Hardware Analysis
Like in the NV40 article, I'll attempt to describe and then arrange R420's functional groups into a complete rendering pipeline, so you can see how it all fits together.Pixel Shader
I mentioned a little about the pixel shader unit on R420 on page 2, but it's pertinent to cover it again here.The unit is fed by the geometry setup engine, via the Hyper Z unit which may or may not discard pixels before they are fed in.
Shader state is loaded and evaluated, be it the first time into the processor or having been looped around again for further processing, then the shader is run.
Up to five operations per clock can be performed per pixel shader unit, per clock. Those ops are done on two vector ALUs (position and directional components of a pixel), two scalar ALUs (how much to scale a given vector) and a texture ALU does the fifth.
Texturing (using a texture as a source of data, which may or may not be an actual visible picture texture) from the pixel shader is essential for a wide range of effects and graphics techniques.
Each vector ALU can do a three component vector op per clock. Three components means full 3D space processing for each vector (vectors can have an arbitrary number of components/dimensions).
The vector and scalar ALU pairs aren't equal in capability, but ATI are reluctant to reveal what the differences between the are. The entire ALU setup is dual-issue, allowing for the five ops per clock scenario. NV40 can't do a texture address op separate to the other ALU ops, since its main FP32 ALU is the only unit with access to the texture unit, giving R420 a slight performance edge in terms of raw op throughput at the same clocks.
After processing, the fragment output is sent to a combiner unit which sorts/arranges them for further processing.
Vertex Shader
Like NV40, R420 has six vertex processors.

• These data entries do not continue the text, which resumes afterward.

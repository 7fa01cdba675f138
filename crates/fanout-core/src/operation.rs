//! Single-assignment future with continuation replay.
//!
//! An [`Operation`] starts out pending and settles exactly once, either with
//! a value or with an error. Continuations registered while pending are
//! queued and fired in registration order when it settles; continuations
//! registered afterwards run immediately.

use std::fmt;
use std::sync::{Arc, Mutex, MutexGuard, PoisonError};

use crate::error::{Error, Result};

/// Lifecycle of an [`Operation`].
#[derive(Debug, Clone, Copy, PartialEq, Eq)]
pub enum OperationState {
    Pending,
    Succeeded,
    Failed,
}

/// Continuation fired with the value of a successful operation.
pub type OnSuccess<T> = Box<dyn FnOnce(T) + Send>;

/// Continuation fired with the error of a failed operation.
pub type OnFailure = Box<dyn FnOnce(Error) + Send>;

struct Inner<T> {
    state: OperationState,
    value: Option<T>,
    error: Option<Error>,
    on_success: Vec<OnSuccess<T>>,
    on_failure: Vec<OnFailure>,
}

/// Shared handle to a single-assignment result slot.
///
/// Cloning the handle does not clone the slot.
pub struct Operation<T> {
    inner: Arc<Mutex<Inner<T>>>,
}

impl<T> Clone for Operation<T> {
    fn clone(&self) -> Self {
        Self {
            inner: Arc::clone(&self.inner),
        }
    }
}

impl<T: Clone + Send + 'static> Default for Operation<T> {
    fn default() -> Self {
        Self::new()
    }
}

impl<T: Clone + Send + 'static> Operation<T> {
    /// Create a pending operation.
    pub fn new() -> Self {
        Self {
            inner: Arc::new(Mutex::new(Inner {
                state: OperationState::Pending,
                value: None,
                error: None,
                on_success: Vec::new(),
                on_failure: Vec::new(),
            })),
        }
    }

    /// Create an operation that already holds `value`.
    pub fn resolved(value: T) -> Self {
        let op = Self::new();
        op.resolve(value);
        op
    }

    /// Create an operation that already holds `error`.
    pub fn rejected(error: Error) -> Self {
        let op = Self::new();
        op.reject(error);
        op
    }

    // Continuations run with the lock released, so a poisoned lock only
    // means a panic happened between two field writes we never leave torn.
    fn lock(&self) -> MutexGuard<'_, Inner<T>> {
        self.inner.lock().unwrap_or_else(PoisonError::into_inner)
    }

    /// Settle with a value.
    ///
    /// Returns `false` without touching anything if the operation has
    /// already settled.
    pub fn resolve(&self, value: T) -> bool {
        let callbacks = {
            let mut inner = self.lock();
            if inner.state != OperationState::Pending {
                tracing::debug!("Ignoring resolve of settled operation ({:?})", inner.state);
                return false;
            }
            inner.state = OperationState::Succeeded;
            inner.value = Some(value.clone());
            inner.on_failure.clear();
            std::mem::take(&mut inner.on_success)
        };

        for callback in callbacks {
            callback(value.clone());
        }
        true
    }

    /// Settle with an error.
    ///
    /// Returns `false` without touching anything if the operation has
    /// already settled.
    pub fn reject(&self, error: Error) -> bool {
        let callbacks = {
            let mut inner = self.lock();
            if inner.state != OperationState::Pending {
                tracing::debug!(
                    "Ignoring reject of settled operation ({:?}): {}",
                    inner.state,
                    error
                );
                return false;
            }
            inner.state = OperationState::Failed;
            inner.error = Some(error.clone());
            inner.on_success.clear();
            std::mem::take(&mut inner.on_failure)
        };

        for callback in callbacks {
            callback(error.clone());
        }
        true
    }

    /// Settle from a `Result`.
    pub fn settle(&self, result: Result<T>) -> bool {
        match result {
            Ok(value) => self.resolve(value),
            Err(error) => self.reject(error),
        }
    }

    /// Register continuations for either outcome.
    ///
    /// While pending both are queued; once settled the matching one runs
    /// immediately and the other is dropped.
    pub fn on_resolved(
        &self,
        on_success: Option<OnSuccess<T>>,
        on_failure: Option<OnFailure>,
    ) -> &Self {
        let mut inner = self.lock();
        match inner.state {
            OperationState::Pending => {
                if let Some(callback) = on_success {
                    inner.on_success.push(callback);
                }
                if let Some(callback) = on_failure {
                    inner.on_failure.push(callback);
                }
            }
            OperationState::Succeeded => {
                let value = inner.value.clone();
                drop(inner);
                if let (Some(callback), Some(value)) = (on_success, value) {
                    callback(value);
                }
            }
            OperationState::Failed => {
                let error = inner.error.clone();
                drop(inner);
                if let (Some(callback), Some(error)) = (on_failure, error) {
                    callback(error);
                }
            }
        }
        self
    }

    /// Register a continuation for the success outcome only.
    pub fn on_success(&self, callback: impl FnOnce(T) + Send + 'static) -> &Self {
        self.on_resolved(Some(Box::new(callback)), None)
    }

    /// Register a continuation for the failure outcome only.
    pub fn on_failure(&self, callback: impl FnOnce(Error) + Send + 'static) -> &Self {
        self.on_resolved(None, Some(Box::new(callback)))
    }

    /// Register one continuation that sees either outcome.
    pub fn on_settled(&self, callback: impl FnOnce(Result<T>) + Send + 'static) -> &Self {
        let slot = Arc::new(Mutex::new(Some(callback)));
        let on_error = Arc::clone(&slot);

        self.on_resolved(
            Some(Box::new(move |value| {
                if let Some(callback) = take_slot(&slot) {
                    callback(Ok(value));
                }
            })),
            Some(Box::new(move |error| {
                if let Some(callback) = take_slot(&on_error) {
                    callback(Err(error));
                }
            })),
        )
    }

    pub fn state(&self) -> OperationState {
        self.lock().state
    }

    pub fn is_pending(&self) -> bool {
        self.state() == OperationState::Pending
    }

    /// The value, if the operation succeeded.
    pub fn value(&self) -> Option<T> {
        self.lock().value.clone()
    }

    /// The error, if the operation failed.
    pub fn error(&self) -> Option<Error> {
        self.lock().error.clone()
    }
}

fn take_slot<F>(slot: &Mutex<Option<F>>) -> Option<F> {
    slot.lock().unwrap_or_else(PoisonError::into_inner).take()
}

impl<T> fmt::Debug for Operation<T> {
    fn fmt(&self, f: &mut fmt::Formatter<'_>) -> fmt::Result {
        let state = self
            .inner
            .lock()
            .map(|inner| inner.state)
            .unwrap_or_else(|e| e.into_inner().state);
        f.debug_struct("Operation").field("state", &state).finish()
    }
}

#[cfg(test)]
mod tests {
    use super::*;
    use std::sync::atomic::{AtomicUsize, Ordering};

    fn recorder() -> (Arc<Mutex<Vec<String>>>, impl Fn(&str) + Clone) {
        let log = Arc::new(Mutex::new(Vec::new()));
        let writer = {
            let log = Arc::clone(&log);
            move |entry: &str| log.lock().unwrap().push(entry.to_string())
        };
        (log, writer)
    }

    #[test]
    fn test_queued_callbacks_fire_in_order() {
        let op = Operation::<i32>::new();
        let (log, write) = recorder();

        let w1 = write.clone();
        let w2 = write.clone();
        op.on_success(move |v| w1(&format!("first {v}")))
            .on_success(move |v| w2(&format!("second {v}")));

        assert!(log.lock().unwrap().is_empty());
        assert!(op.resolve(7));
        assert_eq!(*log.lock().unwrap(), vec!["first 7", "second 7"]);
        assert_eq!(op.state(), OperationState::Succeeded);
        assert_eq!(op.value(), Some(7));
    }

    #[test]
    fn test_late_registration_runs_immediately() {
        let op = Operation::resolved("done".to_string());
        let (log, write) = recorder();
        op.on_success(move |v| write(&v));
        assert_eq!(*log.lock().unwrap(), vec!["done"]);
    }

    #[test]
    fn test_reject_discards_success_callbacks() {
        let op = Operation::<i32>::new();
        let hits = Arc::new(AtomicUsize::new(0));

        let h1 = Arc::clone(&hits);
        let h2 = Arc::clone(&hits);
        op.on_resolved(
            Some(Box::new(move |_| {
                h1.fetch_add(100, Ordering::SeqCst);
            })),
            Some(Box::new(move |e| {
                assert_eq!(e, Error::Construction);
                h2.fetch_add(1, Ordering::SeqCst);
            })),
        );

        assert!(op.reject(Error::Construction));
        assert_eq!(hits.load(Ordering::SeqCst), 1);
        assert_eq!(op.error(), Some(Error::Construction));
        assert_eq!(op.value(), None);
    }

    #[test]
    fn test_second_resolution_is_ignored() {
        let op = Operation::<i32>::new();
        let hits = Arc::new(AtomicUsize::new(0));
        let h = Arc::clone(&hits);
        op.on_success(move |_| {
            h.fetch_add(1, Ordering::SeqCst);
        });

        assert!(op.resolve(1));
        assert!(!op.resolve(2));
        assert!(!op.reject(Error::Closed));
        assert_eq!(op.value(), Some(1));
        assert_eq!(op.state(), OperationState::Succeeded);
        assert_eq!(hits.load(Ordering::SeqCst), 1);
    }

    #[test]
    fn test_failure_without_handler_is_silent() {
        let op = Operation::<i32>::new();
        op.on_success(|_| panic!("must not run"));
        op.reject(Error::EmptySequence);
        op.on_success(|_| panic!("must not run"));
        assert_eq!(op.state(), OperationState::Failed);
    }

    #[test]
    fn test_on_settled_sees_both_outcomes() {
        let ok = Operation::<i32>::new();
        let seen = Arc::new(Mutex::new(None));
        let s = Arc::clone(&seen);
        ok.on_settled(move |r| *s.lock().unwrap() = Some(r));
        ok.resolve(3);
        assert_eq!(*seen.lock().unwrap(), Some(Ok(3)));

        let failed = Operation::<i32>::rejected(Error::Closed);
        let s = Arc::clone(&seen);
        failed.on_settled(move |r| *s.lock().unwrap() = Some(r));
        assert_eq!(*seen.lock().unwrap(), Some(Err(Error::Closed)));
    }

    #[test]
    fn test_callback_may_register_on_same_operation() {
        let op = Operation::<i32>::new();
        let (log, write) = recorder();

        let inner_op = op.clone();
        op.on_success(move |v| {
            let write = write.clone();
            inner_op.on_success(move |again| write(&format!("{v}/{again}")));
        });

        op.resolve(5);
        assert_eq!(*log.lock().unwrap(), vec!["5/5"]);
    }
}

Each has a full 128-bit vector ALU and a 32-bit component scalar ALU, for maximum precision when doing scalar calculations.A branch/loop unit can then send vertices back into the pipeline for reprocessing, should the need arise.
Dual ALUs per vertex processor means two ops per clock, per processor, for twelve in total.
Final vertex output is sent to the geometry setup engine. The entire pipeline should now be clear.
How it all fits together
The vertex processors generate vertex data which is fed to the setup engine. The setup engine arranges that generated geometry into polygons, which are assigned their needed colour, depth and texture coordinate data. They are then arranged into tiles of pixels that define each polygon. Those pixel tiles are fed into the Hyper Z unit.Hyper Z, as discussed, will discard pixels (at a maximum rate of 256 per clock) that will never be seen, before passing them to the pixel/fragment shader.
The pixel shader does its work before feeding output fragments to the SmoothVision unit for anti-aliasing and possible colour compression. Any render targets are then combined there before final output into any output buffers.
Output buffers are then displayed on screen, repeat for the next visible frame.